Your assignment ::
Your answer should be one number: how many lines below have the word "push".

Material provided: Begin

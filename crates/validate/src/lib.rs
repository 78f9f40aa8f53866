//! # creek-validate
//!
//! Compares a simulated level series against observed gauge readings: finds
//! peaks in both, pairs them inside an asymmetric time window and scores
//! the simulation with plain and shift-corrected correlation, RMSE and mean
//! peak timing and magnitude errors.
//!
//! ## Modules
//!
//! | Module | Description |
//! |--------|-------------|
//! | `config` | Peak thresholds and pairing window |
//! | `series` | Timestamped series and their alignment |
//! | `peaks` | Local-maximum detection |
//! | `pairing` | Estimated-to-observed peak pairing |
//! | `scoring` | Peak means and the timing shift correction |
//! | `report` | Per-event report and JSON output |
//! | `summary` | Aggregate over many events |

mod config;
mod error;
mod pairing;
mod peaks;
mod report;
mod scoring;
mod series;
mod summary;

use creek_stats::{is_constant, pearson_correlation, rmse};
use tracing::{debug, warn};

pub use config::ValidateConfig;
pub use error::ValidateError;
pub use pairing::{PeakPair, pair_peaks};
pub use peaks::{Peak, detect_peaks, find_peak_indices};
pub use report::{ValidationReport, ValidationWarning, to_json};
pub use scoring::{mean_peak_anticipation, mean_peak_error, shift_samples, shifted_correlation};
pub use series::{AlignedSeries, LevelSeries, align};
pub use summary::{MetricSummary, ScoreSummary};

/// Validate an estimated level series against an observed one.
///
/// Both series are aligned on their common timestamps (missing observed
/// values dropped). `default_shift_hours` is the basin's timing correction
/// used when the mean peak anticipation is negative or undefined.
///
/// # Errors
///
/// Returns [`ValidateError::InvalidConfig`] for an invalid `config` or
/// default shift, and [`ValidateError::InsufficientData`] when the
/// estimated series has no interval or fewer than two aligned samples
/// remain.
pub fn validate(
    observed: &LevelSeries,
    estimated: &LevelSeries,
    config: &ValidateConfig,
    default_shift_hours: f64,
) -> Result<ValidationReport, ValidateError> {
    config.validate()?;
    if !(default_shift_hours.is_finite() && default_shift_hours >= 0.0) {
        return Err(ValidateError::InvalidConfig {
            name: "default_shift_hours",
            reason: format!("must be finite and >= 0, got {default_shift_hours}"),
        });
    }
    let intervals_per_hour = 1.0 / estimated.interval_hours()?;

    let aligned = align(observed, estimated);
    if aligned.len() < 2 {
        return Err(ValidateError::InsufficientData {
            what: "aligned series",
            n: aligned.len(),
            min: 2,
        });
    }

    // Step 1: Peaks and pairs
    let obs_peaks = detect_peaks(&aligned.timestamps, &aligned.observed, config);
    let est_peaks = detect_peaks(&aligned.timestamps, &aligned.estimated, config);
    let pairs = pair_peaks(
        &est_peaks,
        &obs_peaks,
        config.window_low_hours(),
        config.window_high_hours(),
    );
    debug!(
        n_observed = obs_peaks.len(),
        n_estimated = est_peaks.len(),
        n_matched = pairs.iter().filter(|p| p.is_matched()).count(),
        "peaks paired"
    );

    let mut warnings = Vec::new();
    if obs_peaks.is_empty() {
        warnings.push(ValidationWarning::NoObservedPeaks);
    }
    if est_peaks.is_empty() {
        warnings.push(ValidationWarning::NoEstimatedPeaks);
    }
    if !obs_peaks.is_empty() && !est_peaks.is_empty() && !pairs.iter().any(PeakPair::is_matched) {
        warnings.push(ValidationWarning::NoMatchedPeaks);
    }

    // Step 2: Peak means and shift
    let anticipation = mean_peak_anticipation(&pairs);
    let peak_error = mean_peak_error(&pairs);
    let shift = shift_samples(anticipation, default_shift_hours, intervals_per_hour);

    // Step 3: Series scores
    let degenerate_est = is_constant(&aligned.estimated);
    let degenerate_obs = is_constant(&aligned.observed);
    if degenerate_est {
        warn!(n = aligned.len(), "estimated series is constant, correlation undefined");
        warnings.push(ValidationWarning::DegenerateEstimated);
    }
    if degenerate_obs {
        warn!(n = aligned.len(), "observed series is constant, correlation undefined");
        warnings.push(ValidationWarning::DegenerateObserved);
    }
    let (correlation, shifted) = if degenerate_est || degenerate_obs {
        (None, None)
    } else {
        (
            pearson_correlation(&aligned.observed, &aligned.estimated),
            shifted_correlation(&aligned.observed, &aligned.estimated, shift),
        )
    };

    Ok(ValidationReport {
        n_samples: aligned.len(),
        correlation,
        shifted_correlation: shifted,
        rmse: rmse(&aligned.observed, &aligned.estimated),
        mean_peak_error: peak_error,
        mean_peak_anticipation: anticipation,
        shift_samples: shift,
        n_observed_peaks: obs_peaks.len(),
        n_estimated_peaks: est_peaks.len(),
        pairs,
        warnings,
    })
}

Material provided: End

Exercise output ::
5